• **REQUIREMENT**: All of the entries should be written out again exactly.

• **Saved data entries**:
= Beginning of Section =

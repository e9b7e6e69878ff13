//! Tests for `sepolcheck check` against stub adb and analyzer scripts.

#![cfg(unix)]

use crate::common::*;

/// Analyzer stub that reports a violation only for rules mentioning rule_A.
const SELECTIVE_ANALYZER: &str =
    r#"case "$4" in *rule_A*) echo "violation: rule_A matched";; esac"#;

fn check_args<'a>(rules: &'a str, analyzer: &'a str, adb: &'a str) -> Vec<&'a str> {
    vec![
        "check", "--rules", rules, "--analyzer", analyzer, "--adb", adb,
    ]
}

#[test]
fn test_all_rules_pass_with_silent_analyzer() {
    let dir = tempfile::tempdir().unwrap();
    let rules = write_rules(dir.path(), "neverallow domain file:file execute_no_trans;\n");
    let analyzer = write_script(&dir.path().join("sepolicy-analyze"), "exit 0");
    let adb = stub_adb(dir.path());

    let mut args = check_args(
        rules.to_str().unwrap(),
        analyzer.to_str().unwrap(),
        adb.to_str().unwrap(),
    );
    args.push("--json");
    let output = run_sepolcheck(&args);

    assert!(output.status.success(), "stderr: {}", stderr_str(&output));
    let report: serde_json::Value = serde_json::from_str(&stdout_str(&output)).unwrap();
    assert_eq!(report["passed"], 1);
    assert_eq!(report["failed"], 0);
    assert_eq!(report["results"][0]["status"], "pass");
}

#[test]
fn test_failing_rule_is_isolated_and_reported_with_diagnostics() {
    let dir = tempfile::tempdir().unwrap();
    let rules = write_rules(dir.path(), "rule_A;\nrule_B;\n");
    let analyzer = write_script(&dir.path().join("sepolicy-analyze"), SELECTIVE_ANALYZER);
    let adb = stub_adb(dir.path());

    let output = run_sepolcheck(&check_args(
        rules.to_str().unwrap(),
        analyzer.to_str().unwrap(),
        adb.to_str().unwrap(),
    ));

    assert_eq!(output.status.code(), Some(1));
    let stdout = stdout_str(&output);
    assert!(stdout.contains("rule_A"), "stdout: {stdout}");
    assert!(stdout.contains("violation: rule_A matched"), "stdout: {stdout}");
    assert!(stdout.contains("1 passed"), "stdout: {stdout}");
    assert!(stdout.contains("1 failed"), "stdout: {stdout}");
}

#[test]
fn test_silent_nonzero_analyzer_exit_still_passes() {
    let dir = tempfile::tempdir().unwrap();
    let rules = write_rules(dir.path(), "neverallow domain file:file execute_no_trans;\n");
    let analyzer = write_script(&dir.path().join("sepolicy-analyze"), "exit 1");
    let adb = stub_adb(dir.path());

    let output = run_sepolcheck(&check_args(
        rules.to_str().unwrap(),
        analyzer.to_str().unwrap(),
        adb.to_str().unwrap(),
    ));
    assert!(output.status.success(), "stderr: {}", stderr_str(&output));
}

#[test]
fn test_offline_device_fails_setup_once_with_no_rule_results() {
    let dir = tempfile::tempdir().unwrap();
    let rules = write_rules(dir.path(), "rule_A;\nrule_B;\n");
    let analyzer = write_script(&dir.path().join("sepolicy-analyze"), "exit 0");
    let adb = stub_adb_offline(dir.path());

    let output = run_sepolcheck(&check_args(
        rules.to_str().unwrap(),
        analyzer.to_str().unwrap(),
        adb.to_str().unwrap(),
    ));

    assert_eq!(output.status.code(), Some(2));
    assert!(output.stdout.is_empty(), "no per-rule results expected");
    let stderr = stderr_str(&output);
    assert_eq!(stderr.matches("suite setup failed").count(), 1);
    assert!(stderr.contains("no devices/emulators found"), "stderr: {stderr}");
}

#[test]
fn test_missing_analyzer_resource_fails_setup() {
    let dir = tempfile::tempdir().unwrap();
    let rules = write_rules(dir.path(), "rule_A;\n");
    let adb = stub_adb(dir.path());

    let output = run_sepolcheck(&check_args(
        rules.to_str().unwrap(),
        "/nonexistent/sepolicy-analyze",
        adb.to_str().unwrap(),
    ));

    assert_eq!(output.status.code(), Some(2));
    let stderr = stderr_str(&output);
    assert_eq!(stderr.matches("suite setup failed").count(), 1);
    assert!(stderr.contains("/nonexistent/sepolicy-analyze"), "stderr: {stderr}");
}

#[test]
fn test_timeout_fails_hung_rule_but_not_the_others() {
    let dir = tempfile::tempdir().unwrap();
    let rules = write_rules(dir.path(), "rule_hang;\nrule_B;\n");
    let analyzer = write_script(
        &dir.path().join("sepolicy-analyze"),
        r#"case "$4" in *rule_hang*) sleep 30;; esac"#,
    );
    let adb = stub_adb(dir.path());

    let mut args = check_args(
        rules.to_str().unwrap(),
        analyzer.to_str().unwrap(),
        adb.to_str().unwrap(),
    );
    args.extend(["--timeout", "1", "--json"]);
    let output = run_sepolcheck(&args);

    assert_eq!(output.status.code(), Some(1));
    let report: serde_json::Value = serde_json::from_str(&stdout_str(&output)).unwrap();
    assert_eq!(report["failed"], 1);
    assert_eq!(report["passed"], 1);
    assert_eq!(report["results"][0]["status"], "fail");
    assert!(report["results"][0]["diagnostics"]
        .as_str()
        .unwrap()
        .contains("timed out"));
    assert_eq!(report["results"][1]["status"], "pass");
}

= End of Section =

• **ANSWER TO THIS EXERCISE**:
repository e9b7e6e69878ff13
//! Tests for `sepolcheck check` against stub adb and analyzer scripts.

#![cfg(unix)]

use crate::common::*;

/// Analyzer stub that reports a violation only for rules mentioning rule_A.
const SELECTIVE_ANALYZER: &str =
    r#"case "$4" in *rule_A*) echo "violation: rule_A matched";; esac"#;

fn check_args<'a>(rules: &'a str, analyzer: &'a str, adb: &'a str) -> Vec<&'a str> {
    vec![
        "check", "--rules", rules, "--analyzer", analyzer, "--adb", adb,
    ]
}

#[test]
fn test_all_rules_pass_with_silent_analyzer() {
    let dir = tempfile::tempdir().unwrap();
    let rules = write_rules(dir.path(), "neverallow domain file:file execute_no_trans;\n");
    let analyzer = write_script(&dir.path().join("sepolicy-analyze"), "exit 0");
    let adb = stub_adb(dir.path());

    let mut args = check_args(
        rules.to_str().unwrap(),
        analyzer.to_str().unwrap(),
        adb.to_str().unwrap(),
    );
    args.push("--json");
    let output = run_sepolcheck(&args);

    assert!(output.status.success(), "stderr: {}", stderr_str(&output));
    let report: serde_json::Value = serde_json::from_str(&stdout_str(&output)).unwrap();
    assert_eq!(report["passed"], 1);
    assert_eq!(report["failed"], 0);
    assert_eq!(report["results"][0]["status"], "pass");
}

#[test]
fn test_failing_rule_is_isolated_and_reported_with_diagnostics() {
    let dir = tempfile::tempdir().unwrap();
    let rules = write_rules(dir.path(), "rule_A;\nrule_B;\n");
    let analyzer = write_script(&dir.path().join("sepolicy-analyze"), SELECTIVE_ANALYZER);
    let adb = stub_adb(dir.path());

    let output = run_sepolcheck(&check_args(
        rules.to_str().unwrap(),
        analyzer.to_str().unwrap(),
        adb.to_str().unwrap(),
    ));

    assert_eq!(output.status.code(), Some(1));
    let stdout = stdout_str(&output);
    assert!(stdout.contains("rule_A"), "stdout: {stdout}");
    assert!(stdout.contains("violation: rule_A matched"), "stdout: {stdout}");
    assert!(stdout.contains("1 passed"), "stdout: {stdout}");
    assert!(stdout.contains("1 failed"), "stdout: {stdout}");
}

#[test]
fn test_silent_nonzero_analyzer_exit_still_passes() {
    let dir = tempfile::tempdir().unwrap();
    let rules = write_rules(dir.path(), "neverallow domain file:file execute_no_trans;\n");
    let analyzer = write_script(&dir.path().join("sepolicy-analyze"), "exit 1");
    let adb = stub_adb(dir.path());

    let output = run_sepolcheck(&check_args(
        rules.to_str().unwrap(),
        analyzer.to_str().unwrap(),
        adb.to_str().unwrap(),
    ));
    assert!(output.status.success(), "stderr: {}", stderr_str(&output));
}

#[test]
fn test_offline_device_fails_setup_once_with_no_rule_results() {
    let dir = tempfile::tempdir().unwrap();
    let rules = write_rules(dir.path(), "rule_A;\nrule_B;\n");
    let analyzer = write_script(&dir.path().join("sepolicy-analyze"), "exit 0");
    let adb = stub_adb_offline(dir.path());

    let output = run_sepolcheck(&check_args(
        rules.to_str().unwrap(),
        analyzer.to_str().unwrap(),
        adb.to_str().unwrap(),
    ));

    assert_eq!(output.status.code(), Some(2));
    assert!(output.stdout.is_empty(), "no per-rule results expected");
    let stderr = stderr_str(&output);
    assert_eq!(stderr.matches("suite setup failed").count(), 1);
    assert!(stderr.contains("no devices/emulators found"), "stderr: {stderr}");
}

#[test]
fn test_missing_analyzer_resource_fails_setup() {
    let dir = tempfile::tempdir().unwrap();
    let rules = write_rules(dir.path(), "rule_A;\n");
    let adb = stub_adb(dir.path());

    let output = run_sepolcheck(&check_args(
        rules.to_str().unwrap(),
        "/nonexistent/sepolicy-analyze",
        adb.to_str().unwrap(),
    ));

    assert_eq!(output.status.code(), Some(2));
    let stderr = stderr_str(&output);
    assert_eq!(stderr.matches("suite setup failed").count(), 1);
    assert!(stderr.contains("/nonexistent/sepolicy-analyze"), "stderr: {stderr}");
}

#[test]
fn test_timeout_fails_hung_rule_but_not_the_others() {
    let dir = tempfile::tempdir().unwrap();
    let rules = write_rules(dir.path(), "rule_hang;\nrule_B;\n");
    let analyzer = write_script(
        &dir.path().join("sepolicy-analyze"),
        r#"case "$4" in *rule_hang*) sleep 30;; esac"#,
    );
    let adb = stub_adb(dir.path());

    let mut args = check_args(
        rules.to_str().unwrap(),
        analyzer.to_str().unwrap(),
        adb.to_str().unwrap(),
    );
    args.extend(["--timeout", "1", "--json"]);
    let output = run_sepolcheck(&args);

    assert_eq!(output.status.code(), Some(1));
    let report: serde_json::Value = serde_json::from_str(&stdout_str(&output)).unwrap();
    assert_eq!(report["failed"], 1);
    assert_eq!(report["passed"], 1);
    assert_eq!(report["results"][0]["status"], "fail");
    assert!(report["results"][0]["diagnostics"]
        .as_str()
        .unwrap()
        .contains("timed out"));
    assert_eq!(report["results"][1]["status"], "pass");
}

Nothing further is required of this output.